▸ **Data under study**
+ + + + +

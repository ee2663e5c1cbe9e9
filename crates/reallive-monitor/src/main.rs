//! RealLive SEI monitor daemon.
//!
//! - Pulls live FLV from the media server for each monitored stream
//! - Decodes embedded telemetry SEI into the in-memory cache
//! - Optionally follows SRS publish state to start and stop monitors
//! - Logs person detections and streams going offline

use std::path::PathBuf;
use std::sync::Arc;

use clap::Parser;
use tokio::sync::{broadcast, watch};
use tracing_subscriber::EnvFilter;

use reallive_common::events::CacheEvent;
use reallive_monitor::config::{MonitorConfigInput, StreamConfigInput};
use reallive_monitor::poller::LivePoller;
use reallive_monitor::{sweep, MonitorRegistry, TelemetryCache};

/// RealLive SEI telemetry monitor.
#[derive(Parser, Debug)]
#[command(name = "reallive-monitor", about = "RealLive SEI telemetry monitor")]
struct Cli {
    /// TOML config file.
    #[arg(long)]
    config: Option<PathBuf>,

    /// Live FLV base URL (overrides config and SRS_FLV_BASE).
    #[arg(long)]
    flv_base: Option<String>,

    /// SRS HTTP API URL; enables the live-status poller.
    #[arg(long)]
    srs_api: Option<String>,

    /// Stream to monitor from startup. Repeatable.
    #[arg(long = "stream", value_name = "KEY[@NAMESPACE]")]
    streams: Vec<String>,
}

#[tokio::main]
async fn main() -> anyhow::Result<()> {
    tracing_subscriber::fmt()
        .with_env_filter(
            EnvFilter::try_from_default_env().unwrap_or_else(|_| EnvFilter::new("info")),
        )
        .init();

    let cli = Cli::parse();

    let mut input = match &cli.config {
        Some(path) => MonitorConfigInput::from_file(path)?,
        None => MonitorConfigInput::default(),
    }
    .with_env(|key| std::env::var(key).ok());
    if let Some(base) = cli.flv_base {
        input.flv_base_url = Some(base);
    }
    if let Some(api) = cli.srs_api {
        input.srs_api = Some(api);
    }
    input
        .streams
        .extend(cli.streams.iter().map(|s| StreamConfigInput::parse(s)));
    let config = input.resolve()?;

    tracing::info!(
        flv_base = %config.flv_base,
        stale_after_ms = config.stale_after.as_millis() as u64,
        streams = config.streams.len(),
        srs_api = config.srs_api.as_ref().map(|u| u.as_str()).unwrap_or("-"),
        "reallive-monitor starting"
    );

    let cache = Arc::new(TelemetryCache::new(config.stale_after));

    // ── Event fan-out ───────────────────────────────────────────
    let (event_tx, mut event_rx) = broadcast::channel::<CacheEvent>(256);
    let tx = event_tx.clone();
    cache.subscribe(move |event: CacheEvent| {
        // Ignore send errors (no subscribers).
        let _ = tx.send(event);
    });
    let event_log = tokio::spawn(async move {
        loop {
            match event_rx.recv().await {
                Ok(CacheEvent::PersonDetected { stream_id, event }) => {
                    tracing::info!(
                        stream_id = %stream_id,
                        ts = event.ts,
                        score = event.score,
                        x = event.bbox.x,
                        y = event.bbox.y,
                        w = event.bbox.w,
                        h = event.bbox.h,
                        "person detected"
                    );
                }
                Ok(CacheEvent::Offline { stream_id }) => {
                    tracing::info!(stream_id = %stream_id, "stream offline");
                }
                Err(broadcast::error::RecvError::Lagged(n)) => {
                    tracing::warn!(skipped = n, "event log lagged");
                }
                Err(broadcast::error::RecvError::Closed) => break,
            }
        }
    });

    let registry = MonitorRegistry::new(cache.clone(), &config)?;
    let (shutdown_tx, shutdown_rx) = watch::channel(false);

    // ── Task 1: Stale sweep ─────────────────────────────────────
    let sweep_handle = tokio::spawn(sweep::run(
        cache.clone(),
        config.sweep_interval,
        shutdown_rx.clone(),
    ));

    // ── Task 2: Live-status poller ──────────────────────────────
    let poller_handle = match &config.srs_api {
        Some(api) => {
            let poller = LivePoller::new(registry.clone(), api, config.poll_interval)?;
            Some(tokio::spawn(poller.run(shutdown_rx.clone())))
        }
        None => None,
    };

    // ── Static streams ──────────────────────────────────────────
    for target in &config.streams {
        registry.start(&target.stream_id, &target.namespace).await;
    }
    if config.streams.is_empty() && poller_handle.is_none() {
        tracing::warn!("no streams configured and no SRS API set; nothing to monitor");
    }

    // ── Shutdown handling ───────────────────────────────────────
    tokio::signal::ctrl_c().await?;
    tracing::info!("received SIGINT, shutting down");
    let _ = shutdown_tx.send(true);

    if let Some(handle) = poller_handle {
        let _ = handle.await;
    }
    registry.stop_all().await;
    let _ = sweep_handle.await;

    cache.unsubscribe();
    drop(event_tx);
    let _ = event_log.await;

    tracing::info!("reallive-monitor stopped");
    Ok(())
}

+ + + + +

Could you restate the listing above word for word, leaving nothing out?

▸ **Output of the exercise**
repository ee2663e5c1cbe9e9
filename crates/reallive-monitor/src/main.rs
//! RealLive SEI monitor daemon.
//!
//! - Pulls live FLV from the media server for each monitored stream
//! - Decodes embedded telemetry SEI into the in-memory cache
//! - Optionally follows SRS publish state to start and stop monitors
//! - Logs person detections and streams going offline

use std::path::PathBuf;
use std::sync::Arc;

use clap::Parser;
use tokio::sync::{broadcast, watch};
use tracing_subscriber::EnvFilter;

use reallive_common::events::CacheEvent;
use reallive_monitor::config::{MonitorConfigInput, StreamConfigInput};
use reallive_monitor::poller::LivePoller;
use reallive_monitor::{sweep, MonitorRegistry, TelemetryCache};

/// RealLive SEI telemetry monitor.
#[derive(Parser, Debug)]
#[command(name = "reallive-monitor", about = "RealLive SEI telemetry monitor")]
struct Cli {
    /// TOML config file.
    #[arg(long)]
    config: Option<PathBuf>,

    /// Live FLV base URL (overrides config and SRS_FLV_BASE).
    #[arg(long)]
    flv_base: Option<String>,

    /// SRS HTTP API URL; enables the live-status poller.
    #[arg(long)]
    srs_api: Option<String>,

    /// Stream to monitor from startup. Repeatable.
    #[arg(long = "stream", value_name = "KEY[@NAMESPACE]")]
    streams: Vec<String>,
}

#[tokio::main]
async fn main() -> anyhow::Result<()> {
    tracing_subscriber::fmt()
        .with_env_filter(
            EnvFilter::try_from_default_env().unwrap_or_else(|_| EnvFilter::new("info")),
        )
        .init();

    let cli = Cli::parse();

    let mut input = match &cli.config {
        Some(path) => MonitorConfigInput::from_file(path)?,
        None => MonitorConfigInput::default(),
    }
    .with_env(|key| std::env::var(key).ok());
    if let Some(base) = cli.flv_base {
        input.flv_base_url = Some(base);
    }
    if let Some(api) = cli.srs_api {
        input.srs_api = Some(api);
    }
    input
        .streams
        .extend(cli.streams.iter().map(|s| StreamConfigInput::parse(s)));
    let config = input.resolve()?;

    tracing::info!(
        flv_base = %config.flv_base,
        stale_after_ms = config.stale_after.as_millis() as u64,
        streams = config.streams.len(),
        srs_api = config.srs_api.as_ref().map(|u| u.as_str()).unwrap_or("-"),
        "reallive-monitor starting"
    );

    let cache = Arc::new(TelemetryCache::new(config.stale_after));

    // ── Event fan-out ───────────────────────────────────────────
    let (event_tx, mut event_rx) = broadcast::channel::<CacheEvent>(256);
    let tx = event_tx.clone();
    cache.subscribe(move |event: CacheEvent| {
        // Ignore send errors (no subscribers).
        let _ = tx.send(event);
    });
    let event_log = tokio::spawn(async move {
        loop {
            match event_rx.recv().await {
                Ok(CacheEvent::PersonDetected { stream_id, event }) => {
                    tracing::info!(
                        stream_id = %stream_id,
                        ts = event.ts,
                        score = event.score,
                        x = event.bbox.x,
                        y = event.bbox.y,
                        w = event.bbox.w,
                        h = event.bbox.h,
                        "person detected"
                    );
                }
                Ok(CacheEvent::Offline { stream_id }) => {
                    tracing::info!(stream_id = %stream_id, "stream offline");
                }
                Err(broadcast::error::RecvError::Lagged(n)) => {
                    tracing::warn!(skipped = n, "event log lagged");
                }
                Err(broadcast::error::RecvError::Closed) => break,
            }
        }
    });

    let registry = MonitorRegistry::new(cache.clone(), &config)?;
    let (shutdown_tx, shutdown_rx) = watch::channel(false);

    // ── Task 1: Stale sweep ─────────────────────────────────────
    let sweep_handle = tokio::spawn(sweep::run(
        cache.clone(),
        config.sweep_interval,
        shutdown_rx.clone(),
    ));

    // ── Task 2: Live-status poller ──────────────────────────────
    let poller_handle = match &config.srs_api {
        Some(api) => {
            let poller = LivePoller::new(registry.clone(), api, config.poll_interval)?;
            Some(tokio::spawn(poller.run(shutdown_rx.clone())))
        }
        None => None,
    };

    // ── Static streams ──────────────────────────────────────────
    for target in &config.streams {
        registry.start(&target.stream_id, &target.namespace).await;
    }
    if config.streams.is_empty() && poller_handle.is_none() {
        tracing::warn!("no streams configured and no SRS API set; nothing to monitor");
    }

    // ── Shutdown handling ───────────────────────────────────────
    tokio::signal::ctrl_c().await?;
    tracing::info!("received SIGINT, shutting down");
    let _ = shutdown_tx.send(true);

    if let Some(handle) = poller_handle {
        let _ = handle.await;
    }
    registry.stop_all().await;
    let _ = sweep_handle.await;

    cache.unsubscribe();
    drop(event_tx);
    let _ = event_log.await;

    tracing::info!("reallive-monitor stopped");
    Ok(())
}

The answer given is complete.